As evocações serão, necessariamente, dispersas. Se alguns conseguirão sintetizar glórias efectivas como a Baga, Tinta Roriz, Antão Vaz, Arinto ou Castelão, usualmente sob o epíteto Periquita, desventuradamente poucos se lembrarão de designar variedades como o Vinhão, Loureiro, Azal, Avesso ou Trajadura, nomes de castas da região do Vinho Verde. Na vinha, tal como na vida, nem todas as castas são iguais, nem todas as regiões desfrutam da mesma abastança, e a riqueza não se encontra repartida de forma equitativa. De entre todas as denominações de origem pátrias, duas em particular podem orgulhar-se de beneficiar de uma generosidade sem par da natureza. São elas o Douro e o Vinho Verde, bafejadas pela ventura de possuir um grupo alargado de castas de qualidade e personalidade ímpares.

Se as castas do Douro são hoje sobejamente conhecidas e valorizadas por uma legião de enófilos dedicados, com referências como a Touriga Nacional, Touriga Franca, Tinta Roriz, Tinto Cão, Tinta Barroca, Sousão, Tinta Francisca, Gouveio, Rabigato, Viosinho e Códega do Larinho, no Vinho Verde os nomes continuam recônditos, pouco transparecendo para além do trio costumeiro que envolve Alvarinho, Loureiro e Trajadura. O que é uma pena, porque à extraordinária dupla formada pelas castas Alvarinho e Loureiro, duas das melhores castas brancas nacionais e parte integrante de qualquer lista que englobe as melhores castas internacionais, há que juntar a casta Avesso, uma das mais valorosas... e mais esquecidas e injustiçadas variedades brancas portuguesas.

Dos poucos que a conhecem, menos ainda se recordam de a integrar no núcleo restrito das melhores castas lusitanas ou, sequer, de a incluir no lote das melhores castas da região do Vinho Verde. E no entanto, o Avesso tem tudo para se afirmar como a nova coqueluche das castas brancas nacionais. Originária da região do Vinho Verde, maioritária na sub-região do Baião, na área vizinha à fronteira com a região do Douro, o Avesso reúne num só bago algumas das qualidades mais interessantes... e improváveis em castas brancas, conseguindo facilitar uma quase quadratura do círculo. Se por um lado consagra uma frescura ímpar, uma sensação excepcional de leveza e mineralidade, por outro lado canoniza vinhos realmente estruturados, de corpo denso e cheio, vigorosos, quase mastigáveis na espessura e complexidade.

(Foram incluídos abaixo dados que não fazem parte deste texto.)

impl<'s> BlockParser<'s> {
    fn new(source: &'s Arc<SourceFile>) -> Self {
        Self {
            source,
            block: None,
            issues: Diagnostics::new(),
        }
    }

    fn issue(&mut self, span: Option<std::ops::Range<usize>>, message: impl ToString) {
        let range = self.source.range(span);
        self.issues
            .log(Diagnostic::at(ErrorKind::Parsing, range, message));
    }

    fn flush_into(self, issues: &mut Diagnostics) {
        for issue in self.issues.iter() {
            match &self.block {
                Some(block) => issues.log(issue.clone().in_block(block)),
                None => issues.log(issue.clone()),
            }
        }
    }

    fn parse_generate_hcl(&mut self, dir: &ProjectPath, block: &Block) -> Option<GenerationBlock> {
        let [label] = block.labels.as_slice() else {
            self.issue(
                block.span(),
                format!(
                    "{GENERATE_HCL} must have a single label, got {}",
                    block.labels.len()
                ),
            );
            return None;
        };
        let label = label.as_str().to_string();
        self.block = Some(format!("{GENERATE_HCL} {label:?}"));

        if let Err(message) = validate_label(&label) {
            self.issue(block.span(), message);
        }

        let mut condition = None;
        let mut inherit = None;
        for attribute in block.body.attributes() {
            let target = match attribute.key.value().as_str() {
                "condition" => &mut condition,
                "inherit" => &mut inherit,
                other => {
                    self.issue(attribute.span(), format!("unsupported attribute {other:?}"));
                    continue;
                }
            };
            *target = Some(ConfigExpr::from_attribute(self.source, attribute));
        }

        let mut lets: Vec<Let> = vec![];
        let mut asserts = vec![];
        let mut stack_filters = vec![];
        let mut content: Option<Body> = None;

        for child in block.body.blocks() {
            let ident = child.ident.value().as_str();
            if !child.labels.is_empty() {
                self.issue(child.span(), format!("{ident} block must not have labels"));
                continue;
            }

            match ident {
                "lets" => self.parse_lets(child, &mut lets),
                "assert" => asserts.extend(self.parse_assert(child)),
                "stack_filter" => stack_filters.extend(self.parse_stack_filter(child)),
                "content" => {
                    if content.is_some() {
                        self.issue(child.span(), "multiple content blocks");
                    } else {
                        content = Some(child.body.clone());
                    }
                }
                other => self.issue(child.span(), format!("unsupported block {other:?}")),
            }
        }

        let Some(content) = content else {
            self.issue(block.span(), "missing content block");
            return None;
        };

        if !self.issues.is_empty() {
            return None;
        }

        Some(GenerationBlock {
            label,
            dir: dir.clone(),
            range: self.source.range(block.span()),
            source: self.source.clone(),
            stack_filters,
            condition,
            inherit,
            lets,
            asserts,
            content,
            is_implicit: false,
        })
    }

    fn parse_lets(&mut self, block: &Block, lets: &mut Vec<Let>) {
        for nested in block.body.blocks() {
            self.issue(nested.span(), "lets must not contain blocks");
        }

        for attribute in block.body.attributes() {
            let name = attribute.key.value().as_str();
            if lets.iter().any(|existing| existing.name == name) {
                self.issue(attribute.span(), format!("let {name:?} is already defined"));
                continue;
            }

            lets.push(Let {
                name: name.to_string(),
                value: ConfigExpr::from_attribute(self.source, attribute),
            });
        }
    }

    fn parse_assert(&mut self, block: &Block) -> Option<AssertConfig> {
        for nested in block.body.blocks() {
            self.issue(nested.span(), "assert must not contain blocks");
        }

        let mut assertion = None;
        let mut message = None;
        let mut warning = None;
        for attribute in block.body.attributes() {
            let target = match attribute.key.value().as_str() {
                "assertion" => &mut assertion,
                "message" => &mut message,
                "warning" => &mut warning,
                other => {
                    self.issue(attribute.span(), format!("unsupported assert attribute {other:?}"));
                    continue;
                }
            };
            *target = Some(ConfigExpr::from_attribute(self.source, attribute));
        }

        match (assertion, message) {
            (Some(assertion), Some(message)) => Some(AssertConfig {
                range: self.source.range(block.span()),
                assertion,
                message,
                warning,
            }),
            _ => {
                self.issue(block.span(), "assert requires assertion and message");
                None
            }
        }
    }

    fn parse_stack_filter(&mut self, block: &Block) -> Option<StackFilter> {
        for nested in block.body.blocks() {
            self.issue(nested.span(), "stack_filter must not contain blocks");
        }

        let mut filter = StackFilter::default();
        for attribute in block.body.attributes() {
            let target = match attribute.key.value().as_str() {
                "project_paths" => &mut filter.project_paths,
                "repository_paths" => &mut filter.repository_paths,
                other => {
                    self.issue(
                        attribute.span(),
                        format!("unsupported stack_filter attribute {other:?}"),
                    );
                    continue;
                }
            };

            let expr: hcl::Expression = attribute.value.clone().into();
            let patterns = match EvalContext::new().eval(&expr) {
                Ok(value) => as_string_list(value),
                Err(err) => Err(err.to_string()),
            };

            let globs = patterns.and_then(|patterns| {
                patterns
                    .iter()
                    .map(|p| Glob::new(p).map_err(|e| format!("invalid glob {p:?}: {e}")))
                    .collect::<Result<Vec<_>, _>>()
            });

            match globs {
                Ok(globs) => *target = Some(globs),
                Err(message) => self.issue(attribute.value.span(), message),
            }
        }

        if block.body.attributes().next().is_none() {
            self.issue(
                block.span(),
                "stack_filter requires project_paths or repository_paths",
            );
        }

        (filter.project_paths.is_some() || filter.repository_paths.is_some()).then_some(filter)
    }
}

/// `terramate { config { generate { hcl_magic_header_comment_style = "#" } } }`
fn parse_comment_style(
    source: &SourceFile,
    terramate: &Block,
) -> Result<Option<CommentStyle>, Diagnostic> {
    let generate = terramate
        .body
        .blocks()
        .filter(|b| b.ident.value().as_str() == "config")
        .flat_map(|config| config.body.blocks())
        .filter(|b| b.ident.value().as_str() == "generate");

    let mut style = None;
    for attribute in generate.flat_map(|g| g.body.attributes()) {
        if attribute.key.value().as_str() != "hcl_magic_header_comment_style" {
            continue;
        }

        let range = source.range(attribute.value.span());
        let expr: hcl::Expression = attribute.value.clone().into();
        let parsed = match EvalContext::new().eval(&expr) {
            Ok(hcl::Value::String(s)) => s.parse::<CommentStyle>(),
            Ok(other) => Err(format!(
                "expected string, got {}",
                crate::value::type_name(&other)
            )),
            Err(err) => Err(err.to_string()),
        };

        match parsed {
            Ok(parsed) => style = Some(parsed),
            Err(message) => return Err(Diagnostic::at(ErrorKind::Parsing, range, message)),
        }
    }

    Ok(style)
}

/// Read access to the configuration of a project
pub trait ConfigTree {
    /// Generation blocks of `dir`, `None` if the directory has no configuration
    fn lookup(&self, dir: &ProjectPath) -> Result<Option<Vec<GenerationBlock>>, LoadError>;

    /// Header comment style configured for the whole project
    fn comment_style(&self) -> Result<CommentStyle, LoadError> {
        Ok(CommentStyle::default())
    }
}

/// Configuration read from disk below `root`
///
/// Each directory is parsed once. Ancestors shared by several stacks, and the root read for the comment style,
/// come from the cache afterwards.
#[derive(derive_new::new, Debug, Clone)]
pub struct FsConfigTree {
    root: PathBuf,
    #[new(default)]
    parsed: RefCell<BTreeMap<ProjectPath, Option<DirConfig>>>,
}

impl FsConfigTree {
    pub fn root(&self) -> &std::path::Path {
        &self.root
    }

    fn load(&self, dir: &ProjectPath) -> Result<Option<DirConfig>, LoadError> {
        if let Some(cached) = self.parsed.borrow().get(dir) {
            return Ok(cached.clone());
        }

        let config = self.read(dir)?;
        self.parsed.borrow_mut().insert(dir.clone(), config.clone());
        Ok(config)
    }

    fn read(&self, dir: &ProjectPath) -> Result<Option<DirConfig>, LoadError> {
        tracing::debug!(%dir, "reading directory configuration");
        let host_dir = dir.host_path(&self.root);
        if !host_dir.is_dir() {
            return Ok(None);
        }

        let mut documents = HclDocuments::default();
        documents.load_directory(&host_dir)?;
        if documents.is_empty() {
            return Ok(None);
        }

        DirConfig::parse(dir, &documents).map(Some)
    }
}

impl ConfigTree for FsConfigTree {
    fn lookup(&self, dir: &ProjectPath) -> Result<Option<Vec<GenerationBlock>>, LoadError> {
        Ok(self.load(dir)?.map(|config| config.blocks))
    }

    fn comment_style(&self) -> Result<CommentStyle, LoadError> {
        Ok(self
            .load(&ProjectPath::root())?
            .and_then(|config| config.comment_style)
            .unwrap_or_default())
    }
}

/// Configuration held in memory, mostly useful for tests and embedding
#[derive(Debug, Clone, Default)]
pub struct MemoryConfigTree {
    dirs: BTreeMap<ProjectPath, DirConfig>,
}

impl MemoryConfigTree {
    pub fn insert(&mut self, dir: &str, documents: &HclDocuments) -> Result<(), LoadError> {
        let dir = ProjectPath::new(dir);
        let config = DirConfig::parse(&dir, documents)?;
        self.dirs.insert(dir, config);
        Ok(())
    }

    pub fn with(mut self, dir: &str, documents: &HclDocuments) -> Result<Self, LoadError> {
        self.insert(dir, documents)?;
        Ok(self)
    }
}

impl ConfigTree for MemoryConfigTree {
    fn lookup(&self, dir: &ProjectPath) -> Result<Option<Vec<GenerationBlock>>, LoadError> {
        Ok(self.dirs.get(dir).map(|config| config.blocks.clone()))
    }

    fn comment_style(&self) -> Result<CommentStyle, LoadError> {
        Ok(self
            .dirs
            .get(&ProjectPath::root())
            .and_then(|config| config.comment_style)
            .unwrap_or_default())
    }
}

Estranhamente, tendo em conta as suas incríveis e excelsas qualidades naturais, por ora continua confinada à pequena sub-região de Baião, quase sem expressão real para além das suas fronteiras micro-regionais. Mas não será difícil arremessar com a previsão de um alastramento rápido para fora dos limites regionais, assegurando-lhe um futuro que prevejo radioso e eloquente. Afinal, quantas outras castas brancas nacionais conseguem afiançar tamanhas e tão díspares qualidades em simultâneo? A resposta é fácil, nenhuma!

Se no Douro, Dão e Bairrada, para além do Vinho Verde, os seus atributos são mais que desejáveis, é mais a Sul, sobretudo no Alentejo, que os seus predicados mais se ajustam e melhor se enquadrarão. Consegue imaginar um vinho branco alentejano de corpo denso e espírito tenso, complexo e compacto, fresco e vibrante, sem necessidade do amparo da madeira para engrossar a untuosidade e complexidade? Será difícil idealizar o seu contributo num lote, introduzindo a mineralidade, tensão e frescura que o Arinto não consegue sobrepor, acrescentando ainda volume e massa a outras castas aromáticas como o Antão Vaz?

Uma casta portuguesa de perfil alteroso e empertigado, que continua embaciada pelo excesso de brilho de outras castas bem mais mediáticas... mas muito menos capazes e assertivas. Ou será mais simples deixar-se simplesmente embalar pelas tendências da moda, cultivando castas francesas de gosto e interesse duvidoso como o Viognier ou o Petit Verdot? Quanto tempo tardará até que o potencial latente da casta Avesso seja finalmente compreendido?